[PROBLEM]
Copy each line from the listing below where the word "Serialize" shows up.
*** Begin section ***
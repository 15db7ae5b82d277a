use anyhow::{Context as AnyhowContext, Result};

/// Device and queue for off-screen rendering. No surface is created; frames
/// land in a [`RenderTarget`](super::target::RenderTarget) and can be read back.
pub(crate) struct GpuContext {
    pub _instance: wgpu::Instance,
    pub device: wgpu::Device,
    pub queue: wgpu::Queue,
    pub adapter_name: String,
}

/// Adapter selection knobs exposed on the command line.
#[derive(Debug, Clone, Copy, PartialEq, Eq, Default)]
pub enum AdapterPreference {
    #[default]
    LowPower,
    HighPerformance,
    /// Force the software fallback adapter, e.g. on CI machines.
    Fallback,
}

impl GpuContext {
    pub(crate) fn headless(size: [u32; 2], preference: AdapterPreference) -> Result<Self> {
        let instance = wgpu::Instance::new(&wgpu::InstanceDescriptor {
            backends: wgpu::Backends::all(),
            flags: wgpu::InstanceFlags::default(),
            memory_budget_thresholds: wgpu::MemoryBudgetThresholds::default(),
            backend_options: wgpu::BackendOptions::default(),
        });

        let power_preference = match preference {
            AdapterPreference::HighPerformance => wgpu::PowerPreference::HighPerformance,
            AdapterPreference::LowPower | AdapterPreference::Fallback => {
                wgpu::PowerPreference::LowPower
            }
        };
        let adapter = pollster::block_on(instance.request_adapter(&wgpu::RequestAdapterOptions {
            power_preference,
            compatible_surface: None,
            force_fallback_adapter: preference == AdapterPreference::Fallback,
        }))
        .context("failed to find a suitable GPU adapter")?;

        let info = adapter.get_info();
        let limits = adapter.limits();
        tracing::debug!(
            name = %info.name,
            backend = ?info.backend,
            device_type = ?info.device_type,
            "selected GPU adapter"
        );

        let max_dimension = limits.max_texture_dimension_2d;
        let [width, height] = size;
        if width.max(1) > max_dimension || height.max(1) > max_dimension {
            anyhow::bail!(
                "GPU max texture dimension is {max_dimension}, requested target is {width}x{height}"
            );
        }

        let (device, queue) = pollster::block_on(adapter.request_device(&wgpu::DeviceDescriptor {
            label: Some("shadebox device"),
            required_features: wgpu::Features::empty(),
            required_limits: limits,
            memory_hints: wgpu::MemoryHints::MemoryUsage,
            trace: wgpu::Trace::default(),
        }))
        .context("failed to create GPU device")?;

        // Pipelines are validated inside error scopes; anything that escapes
        // one is logged instead of aborting the process.
        device.on_uncaptured_error(Box::new(|error| {
            tracing::error!(%error, "uncaptured GPU error");
        }));

        Ok(Self {
            _instance: instance,
            device,
            queue,
            adapter_name: info.name,
        })
    }

    /// Runs `build` inside a validation error scope and reports the first
    /// validation error it raised.
    pub(crate) fn validated<T>(&self, build: impl FnOnce(&wgpu::Device) -> T) -> Result<T, String> {
        self.device.push_error_scope(wgpu::ErrorFilter::Validation);
        let value = build(&self.device);
        match pollster::block_on(self.device.pop_error_scope()) {
            Some(error) => Err(error.to_string()),
            None => Ok(value),
        }
    }
}
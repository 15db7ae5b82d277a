use std::fmt;
use std::path::Path;
use std::str::FromStr;

use serde::{Deserialize, Serialize};

/// Programmable pipeline stage a shader source is written for.
#[derive(Debug, Clone, Copy, PartialEq, Eq, Hash, PartialOrd, Ord, Serialize, Deserialize)]
#[serde(rename_all = "snake_case")]
pub enum ShaderStage {
    Vertex,
    TessControl,
    TessEvaluation,
    Geometry,
    Fragment,
    Compute,
}

impl ShaderStage {
    pub const ALL: [ShaderStage; 6] = [
        ShaderStage::Vertex,
        ShaderStage::TessControl,
        ShaderStage::TessEvaluation,
        ShaderStage::Geometry,
        ShaderStage::Fragment,
        ShaderStage::Compute,
    ];

    /// Stage implied by a conventional file extension (`.vert`, `.frag`, ...).
    pub fn from_path(path: &Path) -> Option<Self> {
        let ext = path.extension()?.to_str()?.to_ascii_lowercase();
        match ext.as_str() {
            "vert" | "vs" | "vsh" => Some(Self::Vertex),
            "tesc" => Some(Self::TessControl),
            "tese" => Some(Self::TessEvaluation),
            "geom" | "gs" => Some(Self::Geometry),
            "frag" | "fs" | "fsh" => Some(Self::Fragment),
            "comp" | "cs" => Some(Self::Compute),
            _ => None,
        }
    }

    /// Position of the stage in [`ShaderStage::ALL`], usable as an array index.
    pub fn index(self) -> usize {
        self as usize
    }

    /// Single-bit mask for this stage, as used by "referenced by" sets.
    pub fn bit(self) -> u8 {
        1 << self.index()
    }

    pub fn as_str(self) -> &'static str {
        match self {
            Self::Vertex => "vertex",
            Self::TessControl => "tess_control",
            Self::TessEvaluation => "tess_evaluation",
            Self::Geometry => "geometry",
            Self::Fragment => "fragment",
            Self::Compute => "compute",
        }
    }
}

impl fmt::Display for ShaderStage {
    fn fmt(&self, f: &mut fmt::Formatter<'_>) -> fmt::Result {
        f.write_str(self.as_str())
    }
}

impl FromStr for ShaderStage {
    type Err = String;

    fn from_str(value: &str) -> Result<Self, Self::Err> {
        let normalized = value.trim().to_ascii_lowercase();
        match normalized.as_str() {
            "vertex" | "vert" => Ok(Self::Vertex),
            "tess_control" | "tesc" => Ok(Self::TessControl),
            "tess_evaluation" | "tese" => Ok(Self::TessEvaluation),
            "geometry" | "geom" => Ok(Self::Geometry),
            "fragment" | "frag" => Ok(Self::Fragment),
            "compute" | "comp" => Ok(Self::Compute),
            other => Err(format!("unknown shader stage '{other}'")),
        }
    }
}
*** End section ***
[ANSWER AREA]
use serde::{Deserialize, Serialize};
#[derive(Debug, Clone, Copy, PartialEq, Eq, Hash, PartialOrd, Ord, Serialize, Deserialize)]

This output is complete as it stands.